The Album: Illinois (2005)
The Song: “Casimir Pulaski Day”
The Word: Spiritual
An old music professor of mine once told me that all of Johann Sebastian Bach’s music was spiritual, whether explicitly stated or not. I wonder if the same might be said of Sufjan Stevens. “Casimir Pulaski Day” is one of many Stevens’ songs that directly address religious topics—most of 2004’s Seven Swans and 2010’s All Delighted People EP fall into this category, not to mention Songs for Christmas and its follow-up holiday album Silver and Gold (2012). But references to spiritual topics appear across all of Stevens’ albums, and in ways that suggest that, for Stevens, the spiritual and the everyday are one and the same.
All of this is not to say that Stevens is some sort of evangelist. As David Roark argued in an excellent article on Stevens and Christian music that appeared in The Atlantic last year, his music “doesn’t alienate listeners of different beliefs,” in large part because it deals with human concerns of which spirituality is just one part. “Casimir Pulaski Day” is a song about questioning God in the face of tragedy, to be sure, but the story of that tragedy—the drawn-out death of a childhood friend—is incredibly moving regardless of the spiritual context. I, for one, am an agnostic at most, but rare are the times at which I make it through the song’s final line (“And He takes and He takes and He takes”) without feeling the onset of tears.
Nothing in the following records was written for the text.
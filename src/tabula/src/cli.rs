// Copyright © tabula 2024-present
//
// Licensed under the Apache License, Version 2.0 (the "License");
// you may not use this file except in compliance with the License.
// You may obtain a copy of the License at
//
//   https://www.apache.org/licenses/LICENSE-2.0
//
// Unless required by applicable law or agreed to in writing, software
// distributed under the License is distributed on an "AS IS" BASIS,
// WITHOUT WARRANTIES OR CONDITIONS OF ANY KIND, either express or implied.
// See the License for the specific language governing permissions and
// limitations under the License.

use std::path::PathBuf;

use clap::Parser;

/// Runs a declarative game document as a playable terminal game.
#[derive(Debug, Parser)]
#[command(name = "tabula", version, about)]
pub struct Cli {
    /// Path to the game document (JSON).
    pub spec: PathBuf,

    /// Optional move script, one move per line (grid games), e.g. `C3 D4`.
    /// Play falls back to interactive mode when the script ends or fails.
    pub moves: Option<PathBuf>,

    /// Trace rule evaluation: tested actions, conditions and their results.
    #[arg(short, long)]
    pub verbose: bool,

    /// Number of players to seat. Defaults to the document's minimum.
    #[arg(short, long)]
    pub players: Option<usize>,

    /// Seed for the game RNG, making shuffles and dice reproducible.
    #[arg(long)]
    pub seed: Option<u64>,
}
// Copyright © tabula 2024-present
//
// Licensed under the Apache License, Version 2.0 (the "License");
// you may not use this file except in compliance with the License.
// You may obtain a copy of the License at
//
//   https://www.apache.org/licenses/LICENSE-2.0
//
// Unless required by applicable law or agreed to in writing, software
// distributed under the License is distributed on an "AS IS" BASIS,
// WITHOUT WARRANTIES OR CONDITIONS OF ANY KIND, either express or implied.
// See the License for the specific language governing permissions and
// limitations under the License.

use data::core::value::Value;
use data::game_states::game_state::GameState;
use data::specs::game_spec::GameSpec;
use tracing::debug;

use crate::queries::players;

/// Advances the turn after a committed grid move: strict alternation when
/// exactly two players are seated, otherwise a signed rotation by
/// `turn_direction`.
pub fn advance_turn(game: &mut GameState) {
    let Some(current) = game.current_player.clone() else { return };
    let next = if game.players.len() == 2 {
        players::other_player(game, &Value::Player(current))
    } else {
        players::next_player_after(game, &current, game.turn_direction())
    };
    debug!(?next, "turn advanced");
    game.current_player = next;
}

/// Rotates the turn by `turn_direction` regardless of player count. Card
/// actions flagged `end_turn` advance this way, as does skipping an
/// empty-handed player.
pub fn rotate_turn(game: &mut GameState) {
    let Some(current) = game.current_player.clone() else { return };
    game.current_player = players::next_player_after(game, &current, game.turn_direction());
}

/// Applies a phase's `auto_advance` transition, if it declares one.
///
/// `from_phase` is the phase that allowed the action, captured before any
/// effects ran; the transition follows that declaration even if an effect
/// reassigned the phase meanwhile.
pub fn advance_phase(spec: &GameSpec, game: &mut GameState, from_phase: &str) {
    let Some(phase) = spec.phase(from_phase) else { return };
    if phase.auto_advance {
        if let Some(next) = &phase.next_phase {
            debug!(from = from_phase, to = next.as_str(), "phase advanced");
            game.current_phase = next.clone();
        }
    }
}
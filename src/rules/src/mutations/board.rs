// Copyright © tabula 2024-present
//
// Licensed under the Apache License, Version 2.0 (the "License");
// you may not use this file except in compliance with the License.
// You may obtain a copy of the License at
//
//   https://www.apache.org/licenses/LICENSE-2.0
//
// Unless required by applicable law or agreed to in writing, software
// distributed under the License is distributed on an "AS IS" BASIS,
// WITHOUT WARRANTIES OR CONDITIONS OF ANY KIND, either express or implied.
// See the License for the specific language governing permissions and
// limitations under the License.

use data::core::primitives::{Coord, EntityId};
use data::game_states::game_state::GameState;
use tracing::trace;

/// Deletes an entity from play: the entity table, its board cell, and any
/// zone holding it all forget the id together.
pub fn remove_entity(game: &mut GameState, id: EntityId) {
    game.board.remove_entity(id);
    if let Some(holder) = game.zones.containing(id).map(|z| z.name.clone()) {
        if let Some(zone) = game.zones.get_mut(&holder) {
            zone.remove(id);
        }
    }
    game.entities.remove(id);
    trace!(%id, "removed entity");
}

/// Places an entity on a cell, or clears the cell with None. Placement does
/// not touch `entity.pos`; effect lists assign that explicitly.
pub fn set_cell(game: &mut GameState, coord: Coord, occupant: Option<EntityId>) {
    match occupant {
        Some(id) => game.board.place(coord, id),
        None => {
            game.board.clear(coord);
        }
    }
}

#[cfg(test)]
mod tests {
    use std::collections::BTreeMap;

    use data::core::primitives::Topology;
    use data::entity_states::zones::Zone;

    use super::*;

    #[test]
    fn remove_entity_scrubs_board_and_zones() {
        let mut game = GameState::new(Topology::Grid { width: 8, height: 8 }, Some(5));
        let on_board = game.entities.spawn("piece", None, BTreeMap::new());
        let in_zone = game.entities.spawn("card", None, BTreeMap::new());
        game.board.place(Coord::new(3, 3), on_board);
        let mut pile = Zone::new("pile", "stack");
        pile.push(in_zone);
        game.zones.insert(pile);

        remove_entity(&mut game, on_board);
        remove_entity(&mut game, in_zone);

        assert!(game.entities.is_empty());
        assert!(game.board.is_empty());
        assert!(game.zones.get(&data::core::primitives::ZoneName::new("pile")).unwrap().is_empty());
    }
}
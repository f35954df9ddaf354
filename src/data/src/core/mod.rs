// Copyright © tabula 2024-present
//
// Licensed under the Apache License, Version 2.0 (the "License");
// you may not use this file except in compliance with the License.
// You may obtain a copy of the License at
//
//   https://www.apache.org/licenses/LICENSE-2.0
//
// Unless required by applicable law or agreed to in writing, software
// distributed under the License is distributed on an "AS IS" BASIS,
// WITHOUT WARRANTIES OR CONDITIONS OF ANY KIND, either express or implied.
// See the License for the specific language governing permissions and
// limitations under the License.

pub mod primitives;
pub mod value;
The Album: Carrie and Lowell (2015)
The Song: “Eugene”
The Word: Personal
“Personal” would have been just as apt a word to describe “Casimir Pulaski Day.” Indeed, while the song’s spiritual discourse is powerful, its personal significance is what makes it affecting. Likewise, for as much as I enjoy the myriad regional, cultural, and spiritual references packed into Stevens’ songs, it is the personal details that I find myself craving most.
No wonder, then, that I find 2015’s Carrie and Lowell to be Stevens’ best album to date. The album, named after Stevens’ mother and stepfather, is his most baldly personal. Esoteric references and virtuoso lyricism are replaced with simple, straightforward “I” statements. Stevens pulls no punches in describing his life in all its gory details, from the dysfunction of a relationship gone sour on “All of Me Wants All of You” (“You checked your texts while I masturbated”) to a suicide attempt on “No Shade in the Shadow of the Cross” (“There’s blood on that blade / Fuck me, I’m falling apart”). It isn’t all so dark, of course, and Stevens’ love for his departed mother in particular shines through in some of the album’s warmest moments.
Every song on Carrie and Lowell is excellent, each personal in its own way, but none has stuck with me quite like “Eugene.” The song, whose title refers to the summers Stevens spent in Oregon as a child, is full of memorable, poignant snapshots of life—tangled wires around a hospital bed, repeated (and seemingly failed) attempts at intimacy, and the way in which Sufjan’s swimming instructor reliably mispronounced his first name. All of this is supported by a pared-down instrumental accompaniment, the simplest on Carrie and Lowell. The song, (bitter)sweet most of the way through, turns dark at the end. After relaying the story of his mother’s death, Stevens arrives at a grim conclusion: "Now I’m drunk and afraid / Wishing the world would go away / What’s the point of singing songs / If they’ll never even hear you?"
Then, at the point at which many songs on Carrie and Lowell drift off into extended instrumental postludes, “Eugene” closes in decidedly succinct fashion, with a few chords in the guitar and nothing more. Is this ending meant to confirm the song’s pessimistic closing lyrics, to acknowledge the futility of music-making in the face of life’s hardships? Stevens is touring this summer, so it seems he has decided that, however painful it may be, it is worth it to keep singing. Thank God (or whomever) for that.